UPDATE: Brian McLaren graciously responds to this post, my previous post on Framing the Discussion and my later post where I have Questions for him (which he responds to).
I have no time today to write a substantive review of Brian McLaren's A New Kind of Christianity. (As an independent producer/director, I have work that needs to get finished.) So I will point you at two reviewers that I would recommend you read and some further background for the on-going discussion.
Mike Wittmer has begun a series on the book. He's on Question 2 right now. Of course, Mike is part of the Military Industrial Complex Theological Seminary/Church Leadership Vested Interest Group (TS/CLVIG for short) and a Kuyperian, no less. You've been warned. :-) Here are direct links to his Introduction and Question 1.
The second link is to Darryl Dash in a review that is possibly stronger and more blunt than I've ever heard him before. He quotes Brian on the need to rethink the whole Christian enterprise,
At some point, though, more and more of us will finally decide that it would make more sense to go back and revise the contract from scratch. And that work has begun. It is nowhere near complete, but the cat is out of the bag… [emphasis added by Darryl]
And Darryl responds,
And that cat is on a tear. McLaren attempts the impossible, essentially tossing out what you always thought was true, and starting again from scratch. The Fall of Genesis 3? That’s really a coming-of-age story. The storyline of the Bible? It’s really about the downside of progress, and about how good prevails in the end anyway. The Bible is a community library, and the violent, tribal God of the Genesis flood is “hardly worthy of belief, much less worship” – but those were early days, and our view of God is always changing. Jesus didn’t come to start a new religion, nor is Christianity the answer in itself. In short, almost everything you know about God, the Bible, and Christianity is wrong, according to McLaren. [emphasis added]

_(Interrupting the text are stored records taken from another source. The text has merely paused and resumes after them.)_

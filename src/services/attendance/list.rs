use actix_web::{HttpRequest, HttpResponse, Result as ActixResult};

use super::AttendanceService;
use crate::models::attendance::requests::AttendanceListParams;
use crate::models::ApiResponse;

pub async fn list_attendance(
    service: &AttendanceService,
    query: AttendanceListParams,
    request: &HttpRequest,
) -> ActixResult<HttpResponse> {
    let storage = service.get_storage(request);
    let response = storage.list_attendance_with_pagination(query).await?;

    Ok(HttpResponse::Ok().json(ApiResponse::success(
        response,
        "Attendance list retrieved successfully",
    )))
}
use actix_web::{HttpRequest, HttpResponse, Result as ActixResult};

use super::DepartmentService;
use crate::services::common::deleted;

pub async fn delete_department(
    service: &DepartmentService,
    id: i64,
    request: &HttpRequest,
) -> ActixResult<HttpResponse> {
    let storage = service.get_storage(request);
    let found = storage.delete_department(id).await?;
    Ok(deleted(found, "Department"))
}
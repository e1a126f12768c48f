use actix_web::{HttpRequest, HttpResponse, Result as ActixResult, web};
use once_cell::sync::Lazy;

use crate::middlewares::{self, RateLimit};
use crate::models::auth::{LoginRequest, RefreshRequest, VerifyRequest};
use crate::services::AuthService;

// 懒加载的全局 AuthService 实例
static AUTH_SERVICE: Lazy<AuthService> = Lazy::new(AuthService::new_lazy);

pub async fn login(
    req: HttpRequest,
    login_data: web::Json<LoginRequest>,
) -> ActixResult<HttpResponse> {
    AUTH_SERVICE.login(login_data.into_inner(), &req).await
}

pub async fn refresh_token(
    req: HttpRequest,
    refresh_data: web::Json<RefreshRequest>,
) -> ActixResult<HttpResponse> {
    AUTH_SERVICE
        .refresh_token(refresh_data.into_inner(), &req)
        .await
}

pub async fn verify_token(
    req: HttpRequest,
    verify_data: web::Json<VerifyRequest>,
) -> ActixResult<HttpResponse> {
    AUTH_SERVICE.verify_token(verify_data.into_inner(), &req).await
}

pub async fn get_user(request: HttpRequest) -> ActixResult<HttpResponse> {
    AUTH_SERVICE.get_user(&request).await
}

// 配置路由
pub fn configure_auth_routes(cfg: &mut web::ServiceConfig) {
    cfg.service(
        web::resource("/api/token")
            .wrap(RateLimit::token())
            .route(web::post().to(login)),
    )
    .service(
        web::resource("/api/token/refresh")
            .wrap(RateLimit::refresh_token())
            .route(web::post().to(refresh_token)),
    )
    .route("/api/token/verify", web::post().to(verify_token))
    .service(
        web::resource("/api/me")
            .wrap(middlewares::RequireJWT)
            .route(web::get().to(get_user)),
    );
}
//! EduSystem - 学校教务管理后端服务
//!
//! 基于 Actix Web 构建，覆盖院系、专业、课程、学生、教职工、
//! 招生、选课、考勤、考试成绩、学费与站内通知的管理接口。
//!
//! # 架构
//! - `cache`: 缓存层（Moka/Redis）
//! - `config`: 配置管理
//! - `entity`: SeaORM 数据库实体
//! - `errors`: 统一错误处理
//! - `middlewares`: 认证、权限与限流中间件
//! - `models`: 数据模型定义
//! - `routes`: API 路由层
//! - `runtime`: 运行时生命周期管理
//! - `services`: 业务逻辑层
//! - `storage`: 数据存储层（SeaORM）
//! - `utils`: 工具函数

pub mod cache;
pub mod config;
pub mod entity;
pub mod errors;
pub mod middlewares;
pub mod models;
pub mod routes;
pub mod runtime;
pub mod services;
pub mod storage;
pub mod utils;
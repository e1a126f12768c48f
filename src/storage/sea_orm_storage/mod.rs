//! SeaORM 存储实现
//!
//! 统一的数据库存储层，支持 SQLite、PostgreSQL 和 MySQL。

mod academics;
mod admissions;
mod bulk;
mod courses;
mod dashboard;
mod departments;
mod fees;
mod lookups;
mod notifications;
mod programs;
mod query;
mod staff;
mod students;
mod token_blacklist;
mod users;

use crate::config::AppConfig;
use crate::errors::{EduSystemError, Result};
use migration::{Migrator, MigratorTrait};
use sea_orm::{ConnectOptions, Database, DatabaseConnection};
use std::time::Duration;
use tracing::info;

/// SeaORM 存储实现
#[derive(Clone)]
pub struct SeaOrmStorage {
    pub(crate) db: DatabaseConnection,
}

impl SeaOrmStorage {
    /// 创建新的 SeaORM 存储实例
    pub async fn new_async() -> Result<Self> {
        let config = AppConfig::get();
        let db_url = Self::build_database_url(&config.database.url)?;

        // 根据数据库类型选择连接方式
        let db = if db_url.starts_with("sqlite://") {
            Self::connect_sqlite(&db_url, config).await?
        } else {
            Self::connect_generic(&db_url, config).await?
        };

        let storage = Self::from_connection(db).await?;
        info!("SeaORM 存储初始化完成，数据库: {}", db_url);
        Ok(storage)
    }

    /// 在已有连接上运行迁移并构建存储
    pub async fn from_connection(db: DatabaseConnection) -> Result<Self> {
        Migrator::up(&db, None)
            .await
            .map_err(|e| EduSystemError::database_operation(format!("数据库迁移失败: {e}")))?;

        Ok(Self { db })
    }

    /// 内存 SQLite，供测试使用
    ///
    /// 只开一个连接，否则每个连接都会拿到各自独立的空库。
    #[cfg(test)]
    pub async fn in_memory() -> Result<Self> {
        let mut opt = ConnectOptions::new("sqlite::memory:");
        opt.max_connections(1).min_connections(1).sqlx_logging(false);
        let db = Database::connect(opt)
            .await
            .map_err(|e| EduSystemError::database_connection(format!("SQLite 连接失败: {e}")))?;
        Self::from_connection(db).await
    }

    /// SQLite 专用连接（WAL + pragma 优化）
    async fn connect_sqlite(url: &str, config: &AppConfig) -> Result<DatabaseConnection> {
        use sea_orm::SqlxSqliteConnector;
        use sea_orm::sqlx::sqlite::{
            SqliteConnectOptions, SqliteJournalMode, SqlitePoolOptions, SqliteSynchronous,
        };
        use std::str::FromStr;

        let opt = SqliteConnectOptions::from_str(url)
            .map_err(|e| EduSystemError::database_config(format!("SQLite URL 解析失败: {e}")))?
            .create_if_missing(true)
            .foreign_keys(true)
            .journal_mode(SqliteJournalMode::Wal)
            .synchronous(SqliteSynchronous::Normal)
            .busy_timeout(Duration::from_secs(5))
            .pragma("cache_size", "-64000")
            .pragma("temp_store", "memory")
            .pragma("mmap_size", "536870912")
            .pragma("wal_autocheckpoint", "1000");

        let pool = SqlitePoolOptions::new()
            .max_connections(config.database.pool_size)
            .min_connections(1)
            .test_before_acquire(true)
            .acquire_timeout(Duration::from_secs(config.database.timeout))
            .idle_timeout(Duration::from_secs(300))
            .connect_with(opt)
            .await
            .map_err(|e| EduSystemError::database_connection(format!("SQLite 连接失败: {e}")))?;

        Ok(SqlxSqliteConnector::from_sqlx_sqlite_pool(pool))
    }

    /// 通用连接（PostgreSQL、MySQL 等）
    async fn connect_generic(url: &str, config: &AppConfig) -> Result<DatabaseConnection> {
        let mut opt = ConnectOptions::new(url);
        opt.max_connections(config.database.pool_size)
            .min_connections(5)
            .connect_timeout(Duration::from_secs(config.database.timeout))
            .acquire_timeout(Duration::from_secs(config.database.timeout))
            .idle_timeout(Duration::from_secs(600))
            .max_lifetime(Duration::from_secs(1800))
            .sqlx_logging(false)
            .sqlx_logging_level(tracing::log::LevelFilter::Debug);

        Database::connect(opt)
            .await
            .map_err(|e| EduSystemError::database_connection(format!("无法连接到数据库: {e}")))
    }

    /// 从 URL 自动推断数据库类型并构建连接 URL
    fn build_database_url(url: &str) -> Result<String> {
        if url.starts_with("sqlite://") {
            Ok(url.to_string())
        } else if url.ends_with(".db") || url.ends_with(".sqlite") || url == ":memory:" {
            Ok(format!("sqlite://{}?mode=rwc", url))
        } else if url.starts_with("postgres://")
            || url.starts_with("postgresql://")
            || url.starts_with("mysql://")
            || url.starts_with("mariadb://")
        {
            Ok(url.to_string())
        } else {
            Err(EduSystemError::database_config(format!(
                "无法从 URL 推断数据库类型: {url}. 支持: sqlite://, postgres://, mysql://, 或 .db/.sqlite 文件路径"
            )))
        }
    }
}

McLaren is quite upfront that his theology has been powerfully informed by Harvey Cox's The Reason for Faith and by the theology of Marcus Borg. (He identifies Borg as a fellow emergent traveller and Cox winds his way through McLaren's footnotes.) So you might find Borg's BeliefNet post on John 14:6 informative - as it squares with that of Brian's understanding of the verse in ANKoC. And this will give a little taste of the theology of Cox along with this. (I confess that I find Cox's definition of the present "Age of the Spirit" rather bizarre - as if the Holy Spirit was incapable of doing much until now. An extremely low view of the power of the Spirit I would posit.)
As pointed to in the previous post, Jeremy Bouma has begun a series that investigates and questions the theology of the Emergent Village wing of the Emerging Church. As Brian has been and still is a key leader in the theology of EV, Jeremy's posts are important to the discussion.
I also want to point you to my friend Sonja, blogging as Calacrian, and her post from this morning that begins with a Frost poem that has been resonating of late for me, as well.
...we’ve come to a place where there are a goodly number of people who are comfortable with the way things are (or are headed) in the emerging conversation. But there are also a goodly number of people who (for a variety of reasons) are no longer comfortable with it. Me, I feel like Robert Frost standing at the two roads diverging in the woods. Do we really have to choose?
This discussion around Emergent and ANKoC is going to be hard. Lines have already been drawn. (I hear, "nobody's right if everybody's wrong" echoing that last sentence.)
I was awake until 4am last night struggling with this stuff. Wondering how a conversation that had begun in part about oppression had itself become oppressive - where transparency would be talked about but not practiced. Where questioners would have shame labels hung around their necks - while the questioned would play the victim card. It has begun to feel like the Twilight Zone or perhaps what my kids once called Opposites Day.
I awoke this morning to an interlocutor suggesting I was in league with Screwtape - because I dared to ask questions - of an Emergent leader.
That is the level of dis-ease in this discussion. Which extends further and deeper than the present presenting symptoms - as stories of betrayal, infidelity and coverup are woven into the very fabric of the marketing of this new kind of Emergent Christianity.
And yes, Bob, Screwtape is laughing. But at what or whom, exactly?